The lines from the start of the records through the one containing "pub enum AnalysisMethod" are to be transcribed exactly, and nothing else.

Data in this exercise –
□ □ □ □

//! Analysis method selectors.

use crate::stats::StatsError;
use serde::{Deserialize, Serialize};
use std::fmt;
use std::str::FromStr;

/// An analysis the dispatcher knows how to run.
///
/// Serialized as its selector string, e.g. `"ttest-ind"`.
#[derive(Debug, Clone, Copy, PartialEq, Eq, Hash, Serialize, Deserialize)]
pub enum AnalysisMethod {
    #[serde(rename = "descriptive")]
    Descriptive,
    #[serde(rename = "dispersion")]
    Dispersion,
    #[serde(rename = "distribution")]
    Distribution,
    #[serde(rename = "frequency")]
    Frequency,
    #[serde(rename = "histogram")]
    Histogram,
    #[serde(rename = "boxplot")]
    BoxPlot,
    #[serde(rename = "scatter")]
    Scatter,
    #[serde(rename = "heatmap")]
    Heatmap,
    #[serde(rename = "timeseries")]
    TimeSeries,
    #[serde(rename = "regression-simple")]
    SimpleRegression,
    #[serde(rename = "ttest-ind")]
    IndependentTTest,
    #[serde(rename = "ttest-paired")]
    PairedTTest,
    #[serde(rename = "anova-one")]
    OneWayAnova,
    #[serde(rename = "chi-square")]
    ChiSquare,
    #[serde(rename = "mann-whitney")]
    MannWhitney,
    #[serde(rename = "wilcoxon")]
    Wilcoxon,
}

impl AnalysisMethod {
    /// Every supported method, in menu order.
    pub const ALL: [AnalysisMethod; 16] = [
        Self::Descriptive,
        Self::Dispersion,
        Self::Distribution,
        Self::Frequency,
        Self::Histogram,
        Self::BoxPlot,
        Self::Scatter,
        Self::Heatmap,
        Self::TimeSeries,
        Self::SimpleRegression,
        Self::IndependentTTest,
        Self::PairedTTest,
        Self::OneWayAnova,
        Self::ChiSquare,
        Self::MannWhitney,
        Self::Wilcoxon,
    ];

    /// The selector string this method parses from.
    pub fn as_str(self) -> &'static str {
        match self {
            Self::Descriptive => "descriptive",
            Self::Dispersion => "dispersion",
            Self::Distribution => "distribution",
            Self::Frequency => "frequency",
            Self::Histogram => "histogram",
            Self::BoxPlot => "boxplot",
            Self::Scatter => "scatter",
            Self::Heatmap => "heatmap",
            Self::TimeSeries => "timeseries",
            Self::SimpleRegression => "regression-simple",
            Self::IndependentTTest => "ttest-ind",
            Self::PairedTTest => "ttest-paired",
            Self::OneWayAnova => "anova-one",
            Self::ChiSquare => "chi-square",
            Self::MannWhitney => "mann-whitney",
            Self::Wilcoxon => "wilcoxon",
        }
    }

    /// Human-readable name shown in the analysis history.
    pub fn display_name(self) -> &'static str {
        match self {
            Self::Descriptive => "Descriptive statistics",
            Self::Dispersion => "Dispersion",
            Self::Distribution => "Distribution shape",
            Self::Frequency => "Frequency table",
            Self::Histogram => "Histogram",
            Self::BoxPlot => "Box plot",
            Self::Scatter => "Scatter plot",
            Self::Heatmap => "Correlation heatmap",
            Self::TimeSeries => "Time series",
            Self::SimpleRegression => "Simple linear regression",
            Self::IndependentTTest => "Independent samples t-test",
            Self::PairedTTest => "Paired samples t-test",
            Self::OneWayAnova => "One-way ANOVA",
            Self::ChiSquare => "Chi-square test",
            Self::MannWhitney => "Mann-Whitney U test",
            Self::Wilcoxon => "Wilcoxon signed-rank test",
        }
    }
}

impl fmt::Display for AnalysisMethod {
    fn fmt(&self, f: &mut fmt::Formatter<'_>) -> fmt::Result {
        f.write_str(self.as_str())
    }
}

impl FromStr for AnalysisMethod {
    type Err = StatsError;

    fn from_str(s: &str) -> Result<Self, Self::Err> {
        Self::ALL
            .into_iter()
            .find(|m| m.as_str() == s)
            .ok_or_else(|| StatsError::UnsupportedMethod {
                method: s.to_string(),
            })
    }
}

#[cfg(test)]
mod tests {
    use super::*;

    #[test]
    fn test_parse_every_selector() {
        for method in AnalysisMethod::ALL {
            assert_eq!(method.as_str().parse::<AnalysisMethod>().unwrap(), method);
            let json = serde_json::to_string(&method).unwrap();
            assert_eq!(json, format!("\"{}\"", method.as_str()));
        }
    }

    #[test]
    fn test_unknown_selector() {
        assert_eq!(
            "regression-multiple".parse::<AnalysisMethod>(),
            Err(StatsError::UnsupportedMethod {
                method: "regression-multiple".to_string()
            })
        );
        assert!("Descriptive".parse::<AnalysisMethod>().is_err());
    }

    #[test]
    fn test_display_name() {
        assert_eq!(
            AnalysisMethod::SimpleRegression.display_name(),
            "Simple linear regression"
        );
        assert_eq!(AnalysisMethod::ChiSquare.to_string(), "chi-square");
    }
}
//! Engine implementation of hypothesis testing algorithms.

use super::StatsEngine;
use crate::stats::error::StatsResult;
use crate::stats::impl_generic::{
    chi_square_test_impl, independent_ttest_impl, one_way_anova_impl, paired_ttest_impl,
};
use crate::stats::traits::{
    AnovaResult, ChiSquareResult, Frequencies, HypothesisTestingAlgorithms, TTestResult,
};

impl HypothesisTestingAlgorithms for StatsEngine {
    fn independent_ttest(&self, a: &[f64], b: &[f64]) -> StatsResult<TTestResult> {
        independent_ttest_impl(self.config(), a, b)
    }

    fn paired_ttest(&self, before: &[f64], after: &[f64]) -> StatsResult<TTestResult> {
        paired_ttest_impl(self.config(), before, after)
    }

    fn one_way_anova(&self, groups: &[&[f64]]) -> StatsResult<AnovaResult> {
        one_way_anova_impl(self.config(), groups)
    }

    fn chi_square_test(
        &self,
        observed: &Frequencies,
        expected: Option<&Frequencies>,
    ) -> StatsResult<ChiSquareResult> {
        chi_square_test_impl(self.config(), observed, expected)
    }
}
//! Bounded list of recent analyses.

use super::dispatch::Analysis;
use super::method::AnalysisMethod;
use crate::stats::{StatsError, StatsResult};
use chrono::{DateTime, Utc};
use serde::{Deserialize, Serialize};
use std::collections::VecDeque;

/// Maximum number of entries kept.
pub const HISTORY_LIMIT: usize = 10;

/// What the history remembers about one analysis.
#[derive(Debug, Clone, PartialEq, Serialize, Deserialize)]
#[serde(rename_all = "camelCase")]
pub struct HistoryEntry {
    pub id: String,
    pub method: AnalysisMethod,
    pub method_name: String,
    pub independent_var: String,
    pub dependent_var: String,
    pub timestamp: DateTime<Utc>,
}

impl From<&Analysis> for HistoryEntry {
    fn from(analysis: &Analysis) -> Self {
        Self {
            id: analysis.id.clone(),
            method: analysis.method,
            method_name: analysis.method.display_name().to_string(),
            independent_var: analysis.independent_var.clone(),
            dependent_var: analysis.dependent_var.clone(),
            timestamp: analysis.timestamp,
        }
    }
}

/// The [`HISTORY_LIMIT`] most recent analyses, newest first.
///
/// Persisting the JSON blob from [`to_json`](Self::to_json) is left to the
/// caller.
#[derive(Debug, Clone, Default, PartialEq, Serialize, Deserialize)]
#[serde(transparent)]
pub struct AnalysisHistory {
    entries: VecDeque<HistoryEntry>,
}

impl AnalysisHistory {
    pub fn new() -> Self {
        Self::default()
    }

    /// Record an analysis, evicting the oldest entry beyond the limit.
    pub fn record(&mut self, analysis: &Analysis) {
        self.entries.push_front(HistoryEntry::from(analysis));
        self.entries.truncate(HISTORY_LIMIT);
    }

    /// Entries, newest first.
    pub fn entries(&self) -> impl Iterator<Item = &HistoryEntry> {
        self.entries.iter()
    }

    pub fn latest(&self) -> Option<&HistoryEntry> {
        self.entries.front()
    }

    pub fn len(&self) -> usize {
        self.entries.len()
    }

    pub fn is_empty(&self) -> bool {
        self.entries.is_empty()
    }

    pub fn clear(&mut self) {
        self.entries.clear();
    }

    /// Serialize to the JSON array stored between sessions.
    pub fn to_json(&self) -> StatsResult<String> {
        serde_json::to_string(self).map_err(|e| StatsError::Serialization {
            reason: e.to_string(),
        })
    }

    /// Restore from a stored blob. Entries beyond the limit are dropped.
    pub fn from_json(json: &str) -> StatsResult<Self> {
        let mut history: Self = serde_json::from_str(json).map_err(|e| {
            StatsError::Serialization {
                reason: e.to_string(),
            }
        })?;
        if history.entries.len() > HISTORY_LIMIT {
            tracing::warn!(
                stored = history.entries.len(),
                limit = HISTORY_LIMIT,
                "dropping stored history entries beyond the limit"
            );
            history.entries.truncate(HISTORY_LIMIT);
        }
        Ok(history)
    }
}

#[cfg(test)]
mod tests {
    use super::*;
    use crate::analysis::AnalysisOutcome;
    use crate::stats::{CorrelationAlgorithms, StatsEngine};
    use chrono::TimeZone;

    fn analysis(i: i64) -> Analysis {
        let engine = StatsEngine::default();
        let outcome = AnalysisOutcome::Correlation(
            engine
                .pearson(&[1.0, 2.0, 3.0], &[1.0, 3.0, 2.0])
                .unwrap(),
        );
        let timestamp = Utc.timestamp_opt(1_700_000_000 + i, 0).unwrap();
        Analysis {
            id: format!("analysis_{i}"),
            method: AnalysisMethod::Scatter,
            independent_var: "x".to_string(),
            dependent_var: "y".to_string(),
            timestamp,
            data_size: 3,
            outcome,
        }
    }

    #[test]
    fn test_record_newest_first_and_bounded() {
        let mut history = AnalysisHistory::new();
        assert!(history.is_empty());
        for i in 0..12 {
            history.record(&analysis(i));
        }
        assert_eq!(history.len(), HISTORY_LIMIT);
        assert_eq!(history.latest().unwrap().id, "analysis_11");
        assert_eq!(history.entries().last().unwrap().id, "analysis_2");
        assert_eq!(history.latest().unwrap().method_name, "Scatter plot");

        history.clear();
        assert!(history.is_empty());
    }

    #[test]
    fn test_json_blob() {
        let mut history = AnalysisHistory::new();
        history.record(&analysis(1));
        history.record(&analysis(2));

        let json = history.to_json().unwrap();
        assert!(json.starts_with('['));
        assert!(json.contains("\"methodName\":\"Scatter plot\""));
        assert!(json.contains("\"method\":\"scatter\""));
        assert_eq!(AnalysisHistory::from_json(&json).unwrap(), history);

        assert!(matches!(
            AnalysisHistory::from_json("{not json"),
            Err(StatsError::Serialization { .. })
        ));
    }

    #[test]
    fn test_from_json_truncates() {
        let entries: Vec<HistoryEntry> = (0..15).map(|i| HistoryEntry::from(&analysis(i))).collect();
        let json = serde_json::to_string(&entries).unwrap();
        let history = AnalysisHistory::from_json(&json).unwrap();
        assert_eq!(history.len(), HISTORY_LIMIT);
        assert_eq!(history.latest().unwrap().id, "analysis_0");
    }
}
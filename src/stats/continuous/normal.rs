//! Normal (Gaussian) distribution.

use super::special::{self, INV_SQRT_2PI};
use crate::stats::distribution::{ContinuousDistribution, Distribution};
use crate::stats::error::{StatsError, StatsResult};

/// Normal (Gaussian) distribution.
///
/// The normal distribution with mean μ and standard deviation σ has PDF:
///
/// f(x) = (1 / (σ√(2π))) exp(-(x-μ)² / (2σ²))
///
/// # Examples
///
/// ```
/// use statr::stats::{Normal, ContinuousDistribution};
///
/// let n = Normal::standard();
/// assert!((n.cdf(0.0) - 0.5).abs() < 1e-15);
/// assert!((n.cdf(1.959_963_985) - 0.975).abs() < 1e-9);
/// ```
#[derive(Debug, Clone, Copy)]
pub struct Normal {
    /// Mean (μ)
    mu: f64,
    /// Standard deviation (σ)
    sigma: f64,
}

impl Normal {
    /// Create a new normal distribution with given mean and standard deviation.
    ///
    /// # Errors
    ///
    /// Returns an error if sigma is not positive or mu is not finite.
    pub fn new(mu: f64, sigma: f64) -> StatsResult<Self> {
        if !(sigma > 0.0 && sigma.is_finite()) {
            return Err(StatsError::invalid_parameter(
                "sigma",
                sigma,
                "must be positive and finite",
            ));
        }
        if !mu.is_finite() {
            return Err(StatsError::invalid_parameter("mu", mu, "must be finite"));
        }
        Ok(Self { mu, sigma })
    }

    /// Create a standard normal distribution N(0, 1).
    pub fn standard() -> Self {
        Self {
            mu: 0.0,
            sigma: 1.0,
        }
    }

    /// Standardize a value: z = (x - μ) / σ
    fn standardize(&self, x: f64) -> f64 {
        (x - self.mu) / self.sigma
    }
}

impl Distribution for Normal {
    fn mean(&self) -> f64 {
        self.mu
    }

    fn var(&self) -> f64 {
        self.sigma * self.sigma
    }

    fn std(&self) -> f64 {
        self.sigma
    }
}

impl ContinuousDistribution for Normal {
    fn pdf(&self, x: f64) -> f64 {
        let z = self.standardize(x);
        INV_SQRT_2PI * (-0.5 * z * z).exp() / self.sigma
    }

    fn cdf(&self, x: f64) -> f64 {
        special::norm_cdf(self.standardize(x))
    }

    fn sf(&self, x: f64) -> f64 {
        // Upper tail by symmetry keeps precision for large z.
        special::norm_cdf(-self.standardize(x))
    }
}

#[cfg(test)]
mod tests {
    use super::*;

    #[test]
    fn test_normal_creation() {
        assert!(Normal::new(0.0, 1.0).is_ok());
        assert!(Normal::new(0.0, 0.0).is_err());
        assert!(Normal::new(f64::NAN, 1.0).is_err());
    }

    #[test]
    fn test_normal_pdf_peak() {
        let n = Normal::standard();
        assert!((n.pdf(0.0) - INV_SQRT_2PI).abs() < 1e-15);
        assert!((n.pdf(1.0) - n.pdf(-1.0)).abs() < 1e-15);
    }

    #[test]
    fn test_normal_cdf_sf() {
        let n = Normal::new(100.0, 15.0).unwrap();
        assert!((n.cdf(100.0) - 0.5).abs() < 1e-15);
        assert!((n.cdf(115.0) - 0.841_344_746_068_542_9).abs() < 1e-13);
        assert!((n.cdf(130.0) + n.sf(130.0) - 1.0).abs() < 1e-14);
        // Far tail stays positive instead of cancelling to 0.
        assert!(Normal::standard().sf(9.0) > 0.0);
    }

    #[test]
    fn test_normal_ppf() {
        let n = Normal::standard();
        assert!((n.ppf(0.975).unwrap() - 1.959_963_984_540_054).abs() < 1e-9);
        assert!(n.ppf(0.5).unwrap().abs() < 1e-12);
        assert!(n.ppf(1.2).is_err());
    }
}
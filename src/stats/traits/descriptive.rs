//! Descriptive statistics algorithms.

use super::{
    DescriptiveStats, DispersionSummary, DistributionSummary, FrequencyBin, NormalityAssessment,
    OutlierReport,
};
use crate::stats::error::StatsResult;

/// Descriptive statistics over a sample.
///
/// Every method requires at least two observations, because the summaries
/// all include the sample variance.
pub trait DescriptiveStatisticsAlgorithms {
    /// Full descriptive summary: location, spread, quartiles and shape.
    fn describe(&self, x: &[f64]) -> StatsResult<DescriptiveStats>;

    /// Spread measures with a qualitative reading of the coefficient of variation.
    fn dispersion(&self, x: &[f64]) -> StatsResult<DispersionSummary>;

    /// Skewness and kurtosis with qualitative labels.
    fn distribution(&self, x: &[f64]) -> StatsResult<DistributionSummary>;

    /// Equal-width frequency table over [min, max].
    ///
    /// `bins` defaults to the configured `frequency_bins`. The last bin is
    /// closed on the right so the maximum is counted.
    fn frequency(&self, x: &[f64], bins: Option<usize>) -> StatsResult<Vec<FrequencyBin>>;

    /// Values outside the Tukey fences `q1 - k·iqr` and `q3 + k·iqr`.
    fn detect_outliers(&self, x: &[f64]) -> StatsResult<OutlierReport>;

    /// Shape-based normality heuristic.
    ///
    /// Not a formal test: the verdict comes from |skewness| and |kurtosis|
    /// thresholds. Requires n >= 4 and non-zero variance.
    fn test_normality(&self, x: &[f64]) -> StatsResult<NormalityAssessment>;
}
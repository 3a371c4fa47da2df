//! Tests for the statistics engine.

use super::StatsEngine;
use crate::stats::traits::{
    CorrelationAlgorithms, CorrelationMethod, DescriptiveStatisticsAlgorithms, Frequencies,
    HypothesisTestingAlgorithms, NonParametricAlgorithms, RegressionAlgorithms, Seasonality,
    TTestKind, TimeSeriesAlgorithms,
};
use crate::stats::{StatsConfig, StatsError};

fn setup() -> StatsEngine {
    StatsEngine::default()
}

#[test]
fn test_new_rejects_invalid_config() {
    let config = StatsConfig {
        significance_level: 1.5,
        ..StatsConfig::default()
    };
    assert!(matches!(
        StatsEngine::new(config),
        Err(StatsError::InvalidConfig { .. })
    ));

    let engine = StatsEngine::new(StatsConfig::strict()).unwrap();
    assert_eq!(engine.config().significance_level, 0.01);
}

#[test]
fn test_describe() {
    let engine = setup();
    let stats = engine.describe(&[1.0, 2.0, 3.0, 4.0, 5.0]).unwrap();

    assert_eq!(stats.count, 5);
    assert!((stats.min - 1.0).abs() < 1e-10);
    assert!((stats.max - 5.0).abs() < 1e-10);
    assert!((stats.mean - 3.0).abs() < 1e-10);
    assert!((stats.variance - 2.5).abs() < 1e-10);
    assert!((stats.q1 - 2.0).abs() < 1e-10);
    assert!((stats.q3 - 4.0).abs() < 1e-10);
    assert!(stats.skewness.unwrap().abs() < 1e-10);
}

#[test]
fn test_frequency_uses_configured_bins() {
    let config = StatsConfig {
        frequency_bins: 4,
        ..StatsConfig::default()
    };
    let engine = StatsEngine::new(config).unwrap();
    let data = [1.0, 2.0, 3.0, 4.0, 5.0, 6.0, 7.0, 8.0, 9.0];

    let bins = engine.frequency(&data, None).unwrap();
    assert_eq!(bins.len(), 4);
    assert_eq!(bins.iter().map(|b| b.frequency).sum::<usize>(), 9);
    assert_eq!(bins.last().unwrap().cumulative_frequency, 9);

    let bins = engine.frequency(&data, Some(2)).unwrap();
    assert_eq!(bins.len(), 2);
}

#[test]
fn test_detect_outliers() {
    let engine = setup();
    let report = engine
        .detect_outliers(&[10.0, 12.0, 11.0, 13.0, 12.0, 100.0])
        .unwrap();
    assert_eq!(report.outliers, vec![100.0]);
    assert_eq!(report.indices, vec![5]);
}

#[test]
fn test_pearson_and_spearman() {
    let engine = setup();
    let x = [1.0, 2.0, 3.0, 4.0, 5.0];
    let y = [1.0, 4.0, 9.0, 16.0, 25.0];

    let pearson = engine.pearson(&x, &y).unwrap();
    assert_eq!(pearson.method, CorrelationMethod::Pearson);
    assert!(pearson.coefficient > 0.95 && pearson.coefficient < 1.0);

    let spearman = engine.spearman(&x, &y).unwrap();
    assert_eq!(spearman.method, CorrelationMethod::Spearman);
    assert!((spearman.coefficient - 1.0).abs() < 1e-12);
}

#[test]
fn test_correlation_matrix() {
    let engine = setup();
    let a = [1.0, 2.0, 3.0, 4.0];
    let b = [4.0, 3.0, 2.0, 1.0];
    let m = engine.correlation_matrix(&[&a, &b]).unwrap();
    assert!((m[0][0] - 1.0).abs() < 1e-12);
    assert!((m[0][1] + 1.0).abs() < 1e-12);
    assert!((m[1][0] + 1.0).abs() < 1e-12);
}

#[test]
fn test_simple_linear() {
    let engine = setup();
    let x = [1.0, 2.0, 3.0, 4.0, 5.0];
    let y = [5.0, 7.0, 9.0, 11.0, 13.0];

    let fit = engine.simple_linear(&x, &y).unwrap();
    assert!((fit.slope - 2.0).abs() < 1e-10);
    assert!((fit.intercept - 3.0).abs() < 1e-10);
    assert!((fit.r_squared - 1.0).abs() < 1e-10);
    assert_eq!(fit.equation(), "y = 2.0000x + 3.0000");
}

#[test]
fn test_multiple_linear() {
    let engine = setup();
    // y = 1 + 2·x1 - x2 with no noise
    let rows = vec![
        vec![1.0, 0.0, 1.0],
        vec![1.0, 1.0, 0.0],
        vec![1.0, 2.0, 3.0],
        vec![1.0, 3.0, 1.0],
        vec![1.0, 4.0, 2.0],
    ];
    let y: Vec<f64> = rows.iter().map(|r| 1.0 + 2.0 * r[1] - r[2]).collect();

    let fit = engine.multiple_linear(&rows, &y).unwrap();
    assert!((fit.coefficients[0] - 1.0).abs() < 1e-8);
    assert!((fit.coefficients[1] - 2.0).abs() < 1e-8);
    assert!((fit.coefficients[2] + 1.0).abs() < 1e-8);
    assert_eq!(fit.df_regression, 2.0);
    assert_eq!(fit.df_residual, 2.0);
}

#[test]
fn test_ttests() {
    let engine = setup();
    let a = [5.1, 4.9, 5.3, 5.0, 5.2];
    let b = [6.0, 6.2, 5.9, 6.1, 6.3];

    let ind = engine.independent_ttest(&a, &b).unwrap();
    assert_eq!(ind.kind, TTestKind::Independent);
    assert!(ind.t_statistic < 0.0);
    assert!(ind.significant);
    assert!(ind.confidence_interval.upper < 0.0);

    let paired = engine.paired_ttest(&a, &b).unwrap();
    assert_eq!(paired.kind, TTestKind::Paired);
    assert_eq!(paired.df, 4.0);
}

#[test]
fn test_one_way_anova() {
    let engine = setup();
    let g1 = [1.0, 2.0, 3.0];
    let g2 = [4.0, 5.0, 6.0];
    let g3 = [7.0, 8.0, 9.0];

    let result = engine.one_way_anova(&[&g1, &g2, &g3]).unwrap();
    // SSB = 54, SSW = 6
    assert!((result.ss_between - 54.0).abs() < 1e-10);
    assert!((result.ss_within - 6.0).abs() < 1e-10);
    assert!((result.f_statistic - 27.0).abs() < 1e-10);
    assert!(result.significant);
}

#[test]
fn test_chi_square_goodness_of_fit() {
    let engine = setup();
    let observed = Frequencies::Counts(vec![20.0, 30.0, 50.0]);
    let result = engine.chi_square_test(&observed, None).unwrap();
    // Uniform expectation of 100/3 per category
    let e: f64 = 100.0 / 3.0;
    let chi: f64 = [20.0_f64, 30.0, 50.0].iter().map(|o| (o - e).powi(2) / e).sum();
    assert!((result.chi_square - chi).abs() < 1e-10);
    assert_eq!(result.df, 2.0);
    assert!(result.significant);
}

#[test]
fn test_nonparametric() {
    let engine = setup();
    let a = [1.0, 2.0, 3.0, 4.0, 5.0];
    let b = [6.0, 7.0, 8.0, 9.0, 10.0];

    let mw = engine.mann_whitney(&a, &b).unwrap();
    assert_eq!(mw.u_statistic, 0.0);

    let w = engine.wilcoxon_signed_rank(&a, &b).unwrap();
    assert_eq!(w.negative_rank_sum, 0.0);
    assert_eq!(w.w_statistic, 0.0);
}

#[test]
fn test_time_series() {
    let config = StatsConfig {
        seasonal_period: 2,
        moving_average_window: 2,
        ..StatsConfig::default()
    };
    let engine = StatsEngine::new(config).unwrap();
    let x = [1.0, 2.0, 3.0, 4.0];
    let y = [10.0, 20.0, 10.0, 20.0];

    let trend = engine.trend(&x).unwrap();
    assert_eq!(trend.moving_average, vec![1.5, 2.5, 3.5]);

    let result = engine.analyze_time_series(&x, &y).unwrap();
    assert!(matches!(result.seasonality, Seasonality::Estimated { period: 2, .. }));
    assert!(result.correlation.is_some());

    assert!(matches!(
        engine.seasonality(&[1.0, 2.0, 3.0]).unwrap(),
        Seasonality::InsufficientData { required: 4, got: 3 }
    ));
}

□ □ □ □

Exercise output –
//! Analysis method selectors.

use crate::stats::StatsError;
use serde::{Deserialize, Serialize};
use std::fmt;
use std::str::FromStr;

/// An analysis the dispatcher knows how to run.
///
/// Serialized as its selector string, e.g. `"ttest-ind"`.
#[derive(Debug, Clone, Copy, PartialEq, Eq, Hash, Serialize, Deserialize)]
pub enum AnalysisMethod {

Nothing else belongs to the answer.